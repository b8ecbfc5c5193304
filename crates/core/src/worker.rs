// SPDX-License-Identifier: BUSL-1.1
// Copyright (c) 2026 Alfred Jean LLC

//! Worker identifier and the record read back from the `worker:{id}` hash.
//!
//! Workers are an external collaborator (§3.2): this workspace only reads
//! and reconciles their state, never drives their internals.

use std::collections::HashMap;

use serde::{Deserialize, Serialize};
use serde_json::Value;

use crate::hash_codec::{self, HashDecodeError};

crate::define_id! {
    /// Unique identifier for a worker instance.
    pub struct WorkerId;
}

/// Closed set of worker statuses (§3 clarification, resolving the Open
/// Question left in the originating specification's enumeration ambiguity).
/// Anything else is rejected at decode time rather than silently accepted.
#[derive(Debug, Clone, Copy, PartialEq, Eq, Serialize, Deserialize)]
#[serde(rename_all = "snake_case")]
pub enum WorkerStatus {
    Idle,
    Busy,
    Offline,
    Error,
}

impl std::fmt::Display for WorkerStatus {
    fn fmt(&self, f: &mut std::fmt::Formatter<'_>) -> std::fmt::Result {
        let s = match self {
            WorkerStatus::Idle => "idle",
            WorkerStatus::Busy => "busy",
            WorkerStatus::Offline => "offline",
            WorkerStatus::Error => "error",
        };
        write!(f, "{s}")
    }
}

/// The record read back from the `worker:{id}` hash (§3.2).
#[derive(Debug, Clone, Serialize, Deserialize)]
pub struct Worker {
    pub worker_id: WorkerId,
    pub status: WorkerStatus,
    #[serde(default, skip_serializing_if = "Option::is_none")]
    pub previous_status: Option<WorkerStatus>,
    #[serde(default, skip_serializing_if = "Option::is_none")]
    pub current_job_id: Option<String>,
    #[serde(default, skip_serializing_if = "Option::is_none")]
    pub machine_id: Option<String>,
    #[serde(default)]
    pub total_jobs_completed: u64,
    #[serde(default)]
    pub total_jobs_failed: u64,
    #[serde(default, skip_serializing_if = "Option::is_none")]
    pub capabilities: Option<Value>,
    #[serde(default, skip_serializing_if = "Option::is_none")]
    pub connector_statuses: Option<Value>,
    #[serde(default, skip_serializing_if = "Option::is_none")]
    pub connected_at: Option<String>,
    #[serde(default, skip_serializing_if = "Option::is_none")]
    pub last_heartbeat: Option<String>,
}

impl Worker {
    /// Decodes a `worker:{id}` hash (§3.2, §6.3). Read-only here — this
    /// workspace never writes worker fields, only reads them back for
    /// reconciliation and snapshotting.
    pub fn from_hash(worker_id: &str, hash: &HashMap<String, String>) -> Result<Self, HashDecodeError> {
        Ok(Self {
            worker_id: WorkerId::new(worker_id.to_string()),
            status: hash_codec::require_enum(hash, "status")?,
            previous_status: hash_codec::opt_enum(hash, "previous_status")?,
            current_job_id: hash_codec::opt_string(hash, "current_job_id"),
            machine_id: hash_codec::opt_string(hash, "machine_id"),
            total_jobs_completed: hash_codec::opt_u64(hash, "total_jobs_completed")?.unwrap_or(0),
            total_jobs_failed: hash_codec::opt_u64(hash, "total_jobs_failed")?.unwrap_or(0),
            capabilities: hash_codec::opt_json(hash, "capabilities")?,
            connector_statuses: hash_codec::opt_json(hash, "connector_statuses")?,
            connected_at: hash_codec::opt_string(hash, "connected_at"),
            last_heartbeat: hash_codec::opt_string(hash, "last_heartbeat"),
        })
    }
}

/// Derives a worker's machine id from its id when the `machine_id` field
/// is absent from the hash (§4.H pattern extraction fallback).
///
/// Tried in order:
/// 1. `{prefix}-worker-{digits}` suffix -> prefix
/// 2. `redis-direct-worker-{prefix}-{digits}` suffix -> prefix
/// 3. otherwise `"unknown"`
pub fn extract_machine_id_from_worker_id(worker_id: &str) -> String {
    if let Some(prefix) = strip_worker_digits_suffix(worker_id, "-worker-") {
        return prefix;
    }
    if let Some(rest) = worker_id.strip_prefix("redis-direct-worker-") {
        if let Some(prefix) = strip_worker_digits_suffix(rest, "-") {
            return prefix;
        }
    }
    "unknown".to_string()
}

/// Strips a trailing `{sep}{digits}` from `s` using the *last* occurrence of
/// `sep`, returning the prefix before it, only if what follows is all ASCII
/// digits and non-empty.
fn strip_worker_digits_suffix(s: &str, sep: &str) -> Option<String> {
    let idx = s.rfind(sep)?;
    let prefix = &s[..idx];
    let suffix = &s[idx + sep.len()..];
    if prefix.is_empty() || suffix.is_empty() {
        return None;
    }
    if suffix.chars().all(|c| c.is_ascii_digit()) {
        Some(prefix.to_string())
    } else {
        None
    }
}

#[cfg(test)]
mod tests {
    use super::*;

    #[test]
    fn extracts_machine_id_from_standard_worker_pattern() {
        assert_eq!(
            extract_machine_id_from_worker_id("gpu-node-7-worker-3"),
            "gpu-node-7"
        );
    }

    #[test]
    fn extracts_machine_id_from_redis_direct_pattern() {
        assert_eq!(
            extract_machine_id_from_worker_id("redis-direct-worker-gpu-node-7-3"),
            "gpu-node-7"
        );
    }

    #[test]
    fn falls_back_to_unknown_when_no_pattern_matches() {
        assert_eq!(extract_machine_id_from_worker_id("bespoke-id"), "unknown");
    }

    #[test]
    fn worker_decodes_from_flat_hash_fields() {
        let mut hash = std::collections::HashMap::new();
        hash.insert("status".to_string(), "busy".to_string());
        hash.insert("current_job_id".to_string(), "job-1".to_string());
        hash.insert("machine_id".to_string(), "m-1".to_string());
        hash.insert("total_jobs_completed".to_string(), "3".to_string());

        let worker = Worker::from_hash("w-1", &hash).unwrap();
        assert_eq!(worker.status, WorkerStatus::Busy);
        assert_eq!(worker.current_job_id.as_deref(), Some("job-1"));
        assert_eq!(worker.total_jobs_completed, 3);
    }

    #[test]
    fn worker_status_round_trips_through_json() {
        let json = serde_json::to_string(&WorkerStatus::Busy).unwrap_or_default();
        assert_eq!(json, "\"busy\"");
        let back: WorkerStatus = serde_json::from_str(&json).unwrap_or(WorkerStatus::Error);
        assert_eq!(back, WorkerStatus::Busy);
    }
}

══════════════════════════════

[Exercise brief]: Only the lines above from the one with "resolving the Open" through the one with "pub enum WorkerStatus" should be duplicated, character for character.

[The answer]:
/// Closed set of worker statuses (§3 clarification, resolving the Open
/// Question left in the originating specification's enumeration ambiguity).
/// Anything else is rejected at decode time rather than silently accepted.
#[derive(Debug, Clone, Copy, PartialEq, Eq, Serialize, Deserialize)]
#[serde(rename_all = "snake_case")]
pub enum WorkerStatus {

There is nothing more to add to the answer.